In the March issue of Prospect magazine Bartle Bull, who has reported on Iraq for the New York Times, wonders whether the big media were hoping for the failure of the election in Iraq. He writes (subscription required):There is a fine defiance here. In one incident I did not see but that has been widely reported, a Baghdad policeman spotted a suicide bomber outside a polling station and dragged him away from the crowd before the bomber detonated his belt, killing them both. The queues rose tenfold as the story of the policeman's martyrdom spread.
Iraq is not about America any more. This has been increasingly true every day since last June, and the failure - or refusal - to recognise this has underpinned much of the misleading coverage of Iraq. In the evenings leading up to the election, I sat on carpets on the floors of a variety of shabby houses in the Baghdad slums. But the daily BBC message I watched with my various Iraqi hosts never budged. The refrain was Iraq's "atmosphere of intimidation and violence," and the message was that the elections could never work. What about the "atmosphere of resolve and anticipation" that I felt around me? Or the "atmosphere of patience and restraint" among those whom the terrorists were trying to provoke?
Before I became a writer, I dealt in the stock and bond markets. The markets tell you every day whether you are right or wrong. You don't have to have philosophical arguments with your boss or your clients: if you make money you are good, and if you lose money you are bad.

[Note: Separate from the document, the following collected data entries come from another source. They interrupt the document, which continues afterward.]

//! Railbird CLI - Command-line interface for race wagering recommendations

use anyhow::{bail, Context, Result};
use clap::{Parser, Subcommand};
use colored::Colorize;
use dialoguer::{theme::ColorfulTheme, Confirm, Input, Select};
use indicatif::{ProgressBar, ProgressStyle};
use std::path::PathBuf;

use railbird::core::kelly::{calculate_kelly, KellyFraction};
use railbird::core::market::{
    decimal_to_american, decimal_to_fractional, implied_probability, parse_odds,
};
use railbird::core::overlay::HorseMarketView;
use railbird::core::signals::{
    DetectorConfidence, DetectorSignals, VulnerableFavoriteVerdict,
};
use railbird::core::sizing::{default_config_for_bankroll, SizingConfig};
use railbird::core::ticket::{
    recommend_race, RaceRecommendation, TicketTemplate, VerdictAction, DEFAULT_MIN_OVERLAY_PCT,
};
use railbird::data::{load_batch_file, load_race_file};

#[derive(Parser)]
#[command(name = "railbird")]
#[command(author, version, about = "Race wagering recommendation CLI", long_about = None)]
struct Cli {
    #[command(subcommand)]
    command: Option<Commands>,

    /// Run in interactive mode
    #[arg(short, long)]
    interactive: bool,
}

#[derive(Subcommand)]
enum Commands {
    /// Recommend a ticket for a single race file
    Recommend {
        /// Path to a race JSON file
        #[arg(short, long)]
        file: PathBuf,

        /// Bankroll amount for Kelly staking
        #[arg(long)]
        bankroll: Option<f64>,

        /// Kelly fraction: full, half, quarter, or eighth
        #[arg(long, default_value = "quarter")]
        fraction: String,

        /// Overlay threshold (percent) for value-play highlighting
        #[arg(long, default_value = "10.0")]
        min_overlay: f64,

        /// Emit raw JSON instead of the formatted panel
        #[arg(long)]
        json: bool,
    },

    /// Recommend tickets for every race in a batch file
    Batch {
        /// Path to a JSON array of races
        #[arg(short, long)]
        file: PathBuf,

        /// Bankroll applied to races that do not carry one
        #[arg(long)]
        bankroll: Option<f64>,
    },

    /// Convert an odds string between formats
    Odds {
        /// Odds in any supported format: "5-1", "5/2", "EVEN", "+300", "8"
        value: String,
    },

    /// Kelly staking math for a single probability/odds pair
    Kelly {
        /// Estimated win probability (0-1)
        #[arg(short, long)]
        probability: f64,

        /// Odds in any supported format
        #[arg(short, long)]
        odds: String,

        /// Bankroll amount
        #[arg(short, long, default_value = "1000")]
        bankroll: f64,
    },
}

fn main() -> Result<()> {
    let cli = Cli::parse();

    println!("{}", "Railbird CLI".cyan().bold());
    println!();

    if cli.interactive {
        run_interactive()?;
    } else if let Some(command) = cli.command {
        match command {
            Commands::Recommend {
                file,
                bankroll,
                fraction,
                min_overlay,
                json,
            } => {
                run_recommend(&file, bankroll, &fraction, min_overlay, json)?;
            }
            Commands::Batch { file, bankroll } => {
                run_batch(&file, bankroll)?;
            }
            Commands::Odds { value } => {
                run_odds(&value);
            }
            Commands::Kelly {
                probability,
                odds,
                bankroll,
            } => {
                run_kelly(probability, &odds, bankroll);
            }
        }
    } else {
        println!("Use --help for usage information or --interactive for interactive mode.");
    }

    Ok(())
}

fn parse_fraction(raw: &str) -> Result<KellyFraction> {
    match raw.to_ascii_lowercase().as_str() {
        "full" => Ok(KellyFraction::Full),
        "half" => Ok(KellyFraction::Half),
        "quarter" => Ok(KellyFraction::Quarter),
        "eighth" => Ok(KellyFraction::Eighth),
        other => bail!("unknown Kelly fraction '{}'; use full, half, quarter, or eighth", other),
    }
}

fn run_recommend(
    file: &PathBuf,
    bankroll_flag: Option<f64>,
    fraction: &str,
    min_overlay: f64,
    json: bool,
) -> Result<()> {
    let fraction = parse_fraction(fraction)?;
    let request = load_race_file(file)
        .with_context(|| format!("Failed to load race file {:?}", file))?;

    let bankroll = bankroll_flag.or(request.bankroll);
    let sizing = request.sizing.clone().or_else(|| {
        bankroll.map(|b| SizingConfig {
            kelly_fraction: fraction,
            ..default_config_for_bankroll(b)
        })
    });

    let horses = request.to_market_views();
    let recommendation = recommend_race(
        &horses,
        &request.detectors,
        bankroll,
        sizing.as_ref(),
        min_overlay,
    );

    if json {
        println!("{}", serde_json::to_string_pretty(&recommendation)?);
        return Ok(());
    }

    if let Some(race_id) = &request.race_id {
        println!("{}: {}", "Race".green(), race_id);
        println!();
    }
    print_recommendation(&recommendation);
    Ok(())
}

fn run_batch(file: &PathBuf, bankroll: Option<f64>) -> Result<()> {
    let requests = load_batch_file(file)
        .with_context(|| format!("Failed to load batch file {:?}", file))?;

    let bar = ProgressBar::new(requests.len() as u64);
    bar.set_style(
        ProgressStyle::with_template("{bar:40.cyan/blue} {pos}/{len} {msg}")
            .expect("valid progress template"),
    );

    let mut results: Vec<(String, RaceRecommendation)> = Vec::with_capacity(requests.len());
    for (i, request) in requests.iter().enumerate() {
        let label = request
            .race_id
            .clone()
            .unwrap_or_else(|| format!("race {}", i + 1));
        bar.set_message(label.clone());

        let horses = request.to_market_views();
        let recommendation = recommend_race(
            &horses,
            &request.detectors,
            request.bankroll.or(bankroll),
            request.sizing.as_ref(),
            request.min_overlay.unwrap_or(DEFAULT_MIN_OVERLAY_PCT),
        );
        results.push((label, recommendation));
        bar.inc(1);
    }
    bar.finish_and_clear();

    println!("{}", "Batch Summary:".yellow().bold());
    println!(
        "{:<16} {:>9} {:>7} {:>6} {:>8} {:>10}",
        "race", "template", "conf", "value", "action", "stake"
    );
    println!("{}", "-".repeat(62));

    let mut bets = 0usize;
    for (label, rec) in &results {
        let action = match rec.ticket.verdict.action {
            VerdictAction::Bet => {
                bets += 1;
                "BET".green()
            }
            VerdictAction::Pass => "PASS".dimmed(),
        };
        let stake = rec
            .staking
            .as_ref()
            .map(|s| format!("${:.0}", s.bet.final_bet))
            .unwrap_or_else(|| "-".to_string());
        println!(
            "{:<16} {:>9} {:>7} {:>6} {:>8} {:>10}",
            truncate_label(label, 16),
            template_label(rec.ticket.template),
            rec.ticket.confidence_score,
            rec.ticket
                .value_horse
                .program_number
                .map(|p| format!("#{}", p))
                .unwrap_or_else(|| "-".to_string()),
            action,
            stake
        );
    }

    println!();
    println!(
        "{} of {} races playable",
        bets.to_string().green().bold(),
        results.len()
    );
    Ok(())
}

fn run_odds(value: &str) {
    let decimal = parse_odds(value);
    let implied = implied_probability(decimal);

    println!("{}", "Odds Conversion:".yellow().bold());
    println!("{}", "-".repeat(34));
    println!("{:<22} {}", "input", value);
    println!("{:<22} {:.3}", "decimal", decimal);
    println!("{:<22} {}", "fractional", decimal_to_fractional(decimal));
    println!("{:<22} {}", "american", decimal_to_american(decimal));
    println!("{:<22} {:.1}%", "implied probability", implied * 100.0);
}

fn run_kelly(probability: f64, odds: &str, bankroll: f64) {
    let decimal = parse_odds(odds);
    let kelly = calculate_kelly(probability, decimal, bankroll);

    println!("{}", "Kelly Staking:".yellow().bold());
    println!("{}", "-".repeat(40));
    println!("{:<24} {:.3}", "decimal odds", decimal);
    println!("{:<24} {:.2}%", "full Kelly", kelly.full_kelly_fraction * 100.0);
    println!(
        "{:<24} {:.2}%",
        "quarter Kelly",
        kelly.quarter_kelly_fraction * 100.0
    );
    println!("{:<24} {:+.3}", "expected value / $1", kelly.expected_value);
    println!("{:<24} {:+.1}%", "edge", kelly.edge_percent);
    println!();

    if kelly.should_bet {
        println!(
            "{} suggested stake {} ({})",
            "BET".green().bold(),
            format!("${:.0}", kelly.suggested_bet_size).bold(),
            kelly.reason
        );
    } else {
        println!("{} {}", "NO BET".red().bold(), kelly.reason.dimmed());
    }
}

fn run_interactive() -> Result<()> {
    let theme = ColorfulTheme::default();

    let field_size: usize = Input::with_theme(&theme)
        .with_prompt("How many horses in the field?")
        .validate_with(|n: &usize| {
            if *n >= 2 && *n <= 20 {
                Ok(())
            } else {
                Err("field size must be 2-20")
            }
        })
        .interact_text()?;

    let mut horses = Vec::with_capacity(field_size);
    for program in 1..=field_size as u8 {
        let score: f64 = Input::with_theme(&theme)
            .with_prompt(format!("#{} algorithm score", program))
            .interact_text()?;
        let odds: String = Input::with_theme(&theme)
            .with_prompt(format!("#{} odds (e.g. 5-2, +300, EVEN)", program))
            .interact_text()?;
        horses.push(HorseMarketView {
            program_number: program,
            score,
            scratched: false,
            decimal_odds: parse_odds(&odds),
        });
    }

    let mut detectors = DetectorSignals::default();
    let flagged = Confirm::with_theme(&theme)
        .with_prompt("Did the vulnerable-favorite bot flag the favorite?")
        .default(false)
        .interact()?;
    if flagged {
        let favorite = horses
            .iter()
            .max_by(|a, b| {
                a.score
                    .partial_cmp(&b.score)
                    .unwrap_or(std::cmp::Ordering::Equal)
            })
            .map(|h| h.program_number)
            .unwrap_or(1);
        let confidence = Select::with_theme(&theme)
            .with_prompt("Bot confidence")
            .items(&["low", "medium", "high"])
            .default(2)
            .interact()?;
        detectors.vulnerable_favorite = Some(VulnerableFavoriteVerdict {
            program_number: favorite,
            vulnerable: true,
            reasons: vec!["flagged interactively".to_string()],
            confidence: match confidence {
                0 => DetectorConfidence::Low,
                1 => DetectorConfidence::Medium,
                _ => DetectorConfidence::High,
            },
        });
    }

    let bankroll: f64 = Input::with_theme(&theme)
        .with_prompt("Bankroll")
        .default(1000.0)
        .interact_text()?;

    let recommendation = recommend_race(
        &horses,
        &detectors,
        Some(bankroll),
        None,
        DEFAULT_MIN_OVERLAY_PCT,
    );

    println!();
    print_recommendation(&recommendation);
    Ok(())
}

fn print_recommendation(rec: &RaceRecommendation) {
    // Market panel
    println!("{}", "Market:".yellow().bold());
    println!(
        "{:>8} {:>8} {:>9} {:>9}",
        "odds", "decimal", "implied", "vig-free"
    );
    println!("{}", "-".repeat(38));
    for horse in &rec.market {
        println!(
            "{:>8} {:>8.2} {:>8.1}% {:>8.1}%",
            decimal_to_fractional(horse.decimal_odds),
            horse.decimal_odds,
            horse.implied_prob * 100.0,
            horse.normalized_prob * 100.0
        );
    }
    println!(
        "{} {:.3} ({:.1}% takeout)",
        "overround".dimmed(),
        rec.market.first().map(|h| h.overround).unwrap_or(1.0),
        rec.market.first().map(|h| h.takeout_percent).unwrap_or(0.0)
    );
    println!();

    // Value plays
    if !rec.overlays.is_empty() {
        println!("{}", "Value Plays:".yellow().bold());
        println!(
            "{:>4} {:>9} {:>9} {:>16} {:>8}",
            "#", "overlay", "EV/$1", "class", "action"
        );
        println!("{}", "-".repeat(52));
        for play in &rec.overlays {
            println!(
                "{:>4} {:>8.0}% {:>9.2} {:>16} {:>8}",
                play.program_number,
                play.analysis.overlay_percent,
                play.analysis.ev_per_dollar,
                format!("{:?}", play.analysis.value_class),
                format!("{:?}", play.analysis.recommendation.action)
            );
        }
        println!();
    }

    // Ticket panel
    let ticket = &rec.ticket;
    println!("{}", "Recommendation:".yellow().bold());
    println!("{}", "-".repeat(52));
    println!(
        "{:<18} {}",
        "template",
        template_label(ticket.template).bold()
    );
    println!("{:<18} {:?}", "favorite status", ticket.favorite_status);
    println!(
        "{:<18} {} ({:?})",
        "confidence",
        ticket.confidence_score,
        ticket.confidence_tier
    );
    if let Some(program) = ticket.value_horse.program_number {
        println!(
            "{:<18} #{} [{}]",
            "value horse",
            program,
            ticket.value_horse.reasoning.dimmed()
        );
    }
    println!(
        "{:<18} {:?}",
        "algorithm top 4", ticket.algorithm_top4
    );
    if ticket.exacta.combinations > 0 {
        println!(
            "{:<18} {:?} / {:?} ({} combos)",
            "exacta", ticket.exacta.first, ticket.exacta.second, ticket.exacta.combinations
        );
        println!(
            "{:<18} {:?} / {:?} / {:?} ({} combos)",
            "trifecta",
            ticket.trifecta.first,
            ticket.trifecta.second,
            ticket.trifecta.third,
            ticket.trifecta.combinations
        );
    }
    println!();

    match ticket.verdict.action {
        VerdictAction::Bet => {
            println!("{} {}", "BET".green().bold(), ticket.verdict.summary)
        }
        VerdictAction::Pass => {
            println!("{} {}", "PASS".red().bold(), ticket.verdict.summary)
        }
    }

    if let Some(staking) = &rec.staking {
        if staking.bet.final_bet > 0.0 {
            println!(
                "{} ${:.0} on #{} ({:.1}% of bankroll)",
                "Stake:".green(),
                staking.bet.final_bet,
                staking.program_number,
                staking.bet.effective_bet_percent
            );
        } else if let Some(reason) = staking.bet.cap_reason {
            println!("{} {:?}", "No stake:".dimmed(), reason);
        }
    }

}

fn template_label(template: TicketTemplate) -> &'static str {
    match template {
        TicketTemplate::A => "A",
        TicketTemplate::B => "B",
        TicketTemplate::C => "C",
        TicketTemplate::Pass => "PASS",
    }
}

fn truncate_label(label: &str, max: usize) -> String {
    if label.chars().count() <= max {
        label.to_string()
    } else {
        let head: String = label.chars().take(max.saturating_sub(1)).collect();
        format!("{}…", head)
    }
}
//! Practical Bet Sizing
//!
//! Turns a raw Kelly recommendation into a real-world stake by applying a
//! strict cap chain (expected value, minimum edge, bankroll percentage,
//! absolute maximum, table minimum, rounding), then rebalances a batch of
//! simultaneous bets against a total exposure ceiling.
//!
//! The cap chain is evaluated strictly in order and the reported
//! [`CapReason`] is whichever cap bound last.

use serde::{Deserialize, Serialize};

use super::kelly::{KellyFraction, KellyOutput};

/// Why a bet was capped, reduced, or zeroed
#[derive(Debug, Clone, Copy, PartialEq, Eq, Serialize, Deserialize)]
#[serde(rename_all = "snake_case")]
pub enum CapReason {
    MaxPercent,
    MaxAmount,
    MinAmount,
    NegativeEv,
    BelowEdge,
}

/// Bet sizing configuration
#[derive(Debug, Clone, Serialize, Deserialize)]
pub struct SizingConfig {
    /// Fractional-Kelly strategy applied to the full Kelly fraction
    pub kelly_fraction: KellyFraction,
    /// Maximum single bet as a percent of bankroll
    pub max_bet_percent: f64,
    /// Table minimum; bets below this are raised or zeroed
    pub min_bet_amount: f64,
    /// Absolute single-bet ceiling
    pub max_bet_amount: f64,
    /// Stakes are rounded down to a multiple of this
    pub rounding_increment: f64,
    /// Edges thinner than this percentage are not worth the takeout
    pub min_edge_percent: f64,
}

impl Default for SizingConfig {
    fn default() -> Self {
        Self {
            kelly_fraction: KellyFraction::Quarter,
            max_bet_percent: 5.0,
            min_bet_amount: 2.0,
            max_bet_amount: 500.0,
            rounding_increment: 1.0,
            min_edge_percent: 5.0,
        }
    }
}

/// Structured validation result for [`SizingConfig`]
#[derive(Debug, Clone, Serialize, Deserialize)]
pub struct ConfigValidation {
    pub is_valid: bool,
    pub errors: Vec<String>,
}

/// A single sized bet. Immutable once computed.
#[derive(Debug, Clone, Serialize, Deserialize)]
pub struct SizedBet {
    /// Bankroll * full Kelly * strategy multiplier, before any cap
    pub raw_kelly_bet: f64,
    /// After percent/amount caps, before minimum and rounding
    pub capped_bet: f64,
    pub final_bet: f64,
    pub was_cap_applied: bool,
    #[serde(skip_serializing_if = "Option::is_none")]
    pub cap_reason: Option<CapReason>,
    /// Effective fraction of bankroll the sizing used
    pub kelly_fraction_used: f64,
    pub effective_bet_percent: f64,
}

/// A sized bet after the simultaneous-bet rebalancing pass
#[derive(Debug, Clone, Serialize, Deserialize)]
pub struct AdjustedBet {
    #[serde(flatten)]
    pub bet: SizedBet,
    pub original_bet: f64,
    pub reduction_percent: f64,
    pub bet_index: usize,
}
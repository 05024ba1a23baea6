//! Race-file JSON loading
//!
//! A race file is a serialized [`RecommendRequest`]; a batch file is a JSON
//! array of them. This is a CLI input convenience only; the core consumes
//! in-memory values and owns no file format.

use std::collections::HashSet;
use std::fs;
use std::path::Path;

use thiserror::Error;

use crate::models::RecommendRequest;

/// Race-file loading failures
#[derive(Debug, Error)]
pub enum RaceFileError {
    #[error("failed to read race file: {0}")]
    Io(#[from] std::io::Error),
    #[error("failed to parse race file: {0}")]
    Parse(#[from] serde_json::Error),
    #[error("invalid race file: {0}")]
    Invalid(String),
}

/// Load and validate a single-race file
pub fn load_race_file<P: AsRef<Path>>(path: P) -> Result<RecommendRequest, RaceFileError> {
    let content = fs::read_to_string(path)?;
    let request: RecommendRequest = serde_json::from_str(&content)?;
    validate_request(&request)?;
    Ok(request)
}

/// Load and validate a batch file (a JSON array of races)
pub fn load_batch_file<P: AsRef<Path>>(path: P) -> Result<Vec<RecommendRequest>, RaceFileError> {
    let content = fs::read_to_string(path)?;
    let requests: Vec<RecommendRequest> = serde_json::from_str(&content)?;
    for (i, request) in requests.iter().enumerate() {
        validate_request(request)
            .map_err(|e| RaceFileError::Invalid(format!("race {}: {}", i, e)))?;
    }
    Ok(requests)
}

fn validate_request(request: &RecommendRequest) -> Result<(), RaceFileError> {
    if request.horses.len() < 2 {
        return Err(RaceFileError::Invalid(format!(
            "at least 2 horses required, got {}",
            request.horses.len()
        )));
    }

    let mut seen = HashSet::new();
    for horse in &request.horses {
        if horse.program_number == 0 {
            return Err(RaceFileError::Invalid(
                "program numbers start at 1".to_string(),
            ));
        }
        if !seen.insert(horse.program_number) {
            return Err(RaceFileError::Invalid(format!(
                "duplicate program number {}",
                horse.program_number
            )));
        }
    }
    Ok(())
}
//! Core wagering-decision modules

pub mod kelly;
pub mod market;
pub mod overlay;
pub mod signals;
pub mod sizing;
pub mod ticket;

// Re-export commonly used types
pub use kelly::{calculate_kelly, KellyFraction, KellyInput, KellyOutput};
pub use market::{normalize_field, parse_odds, MarketHorse};
pub use overlay::{analyze_overlay, detect_value_plays, OverlayAnalysis, ValueClass, ValuePlay};
pub use signals::{DetectorSignals, FavoriteStatus, RaceType, SignalStrength, ValueHorse};
pub use sizing::{adjust_for_simultaneous_bets, size_bet, AdjustedBet, SizedBet, SizingConfig};
pub use ticket::{
    build_ticket_construction, recommend_race, ConfidenceTier, RaceRecommendation,
    TicketConstruction, TicketTemplate,
};
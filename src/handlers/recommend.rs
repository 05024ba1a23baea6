use actix_web::{web, HttpResponse};
use std::sync::Arc;
use tracing::info;

use crate::AppState;
use railbird::core::ticket::recommend_race;
use railbird::error::{
    validate_bankroll, validate_field_size, validate_min_overlay, validate_program_numbers,
    AppError,
};
use railbird::models::{RecommendRequest, RecommendResponse};

/// Full race recommendation: market, overlays, ticket, staking
pub async fn recommend(
    state: web::Data<Arc<AppState>>,
    req: web::Json<RecommendRequest>,
) -> Result<HttpResponse, AppError> {
    validate_request(&req)?;

    let min_overlay = req.min_overlay.unwrap_or(state.default_min_overlay);
    let horses = req.to_market_views();
    let recommendation = recommend_race(
        &horses,
        &req.detectors,
        req.bankroll,
        req.sizing.as_ref(),
        min_overlay,
    );

    info!(
        race_id = req.race_id.as_deref().unwrap_or("-"),
        template = ?recommendation.ticket.template,
        confidence = recommendation.ticket.confidence_score,
        "race recommendation"
    );

    let response = RecommendResponse::from_recommendation(req.race_id.clone(), recommendation);
    Ok(HttpResponse::Ok().json(response))
}

/// Overlay analysis only, without the ticket recommendation
pub async fn recommend_overlays(
    state: web::Data<Arc<AppState>>,
    req: web::Json<RecommendRequest>,
) -> Result<HttpResponse, AppError> {
    validate_request(&req)?;

    let min_overlay = req.min_overlay.unwrap_or(state.default_min_overlay);
    let horses = req.to_market_views();
    let recommendation = recommend_race(&horses, &req.detectors, None, None, min_overlay);

    Ok(HttpResponse::Ok().json(recommendation.overlays))
}

fn validate_request(req: &RecommendRequest) -> Result<(), AppError> {
    validate_field_size(req.horses.len())?;
    let programs: Vec<u8> = req.horses.iter().map(|h| h.program_number).collect();
    validate_program_numbers(&programs)?;
    if let Some(bankroll) = req.bankroll {
        validate_bankroll(bankroll)?;
    }
    if let Some(min_overlay) = req.min_overlay {
        validate_min_overlay(min_overlay)?;
    }
    Ok(())
}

Elections are one of the few news occasions that provide editors and reporters with the clarity of numbers to help us to judge whether or not we are doing a decent job. January 30th turned out to be a better day for Iraqis than it was for reporters.
The failure of "hotel journalism" might be forgivable if it were truly about prudence or even laziness. But there has been something wilful about the bad reporting of this story. It is weirdly personal: Iraq must fail. It is in fact the press that failed, on a scale for which I cannot think of a precedent. Will the big media outlets demand the same accountability of themselves that they demand of everyone else? They should, for the success of these elections was not so surprising to those who dug below the surface of Iraq.
The reporters did not just misunderstand the Iraqi people, they also failed to understand the limitations of the insurgency. The insurgents have never been able to successfully attack and hold a defended target during the entire war. Their chief advantages, ambiguity as to time and place of attack, were not available to them on election day, because the time of the election was fixed as was the polling locations which were heavily defended. The election also demonstrated the weakness of the insurgents in that they did not have the capacity to mount more than a few attacks. This should have been abvious if the reporters did not already have the mindset of losers.
It is interesting to see how reporting of the war has changed since the election. The latest edition of US News has a report on how US troops are interacting with IRaqis and buidling relationships that are mutually benficial. The Washington Post has also had similar stories recently. And, if Sen Ted Kennedy is still talking like a loser, no one is listening. At some point the reporters and the Democrats who have gotten it wrong should be held to account.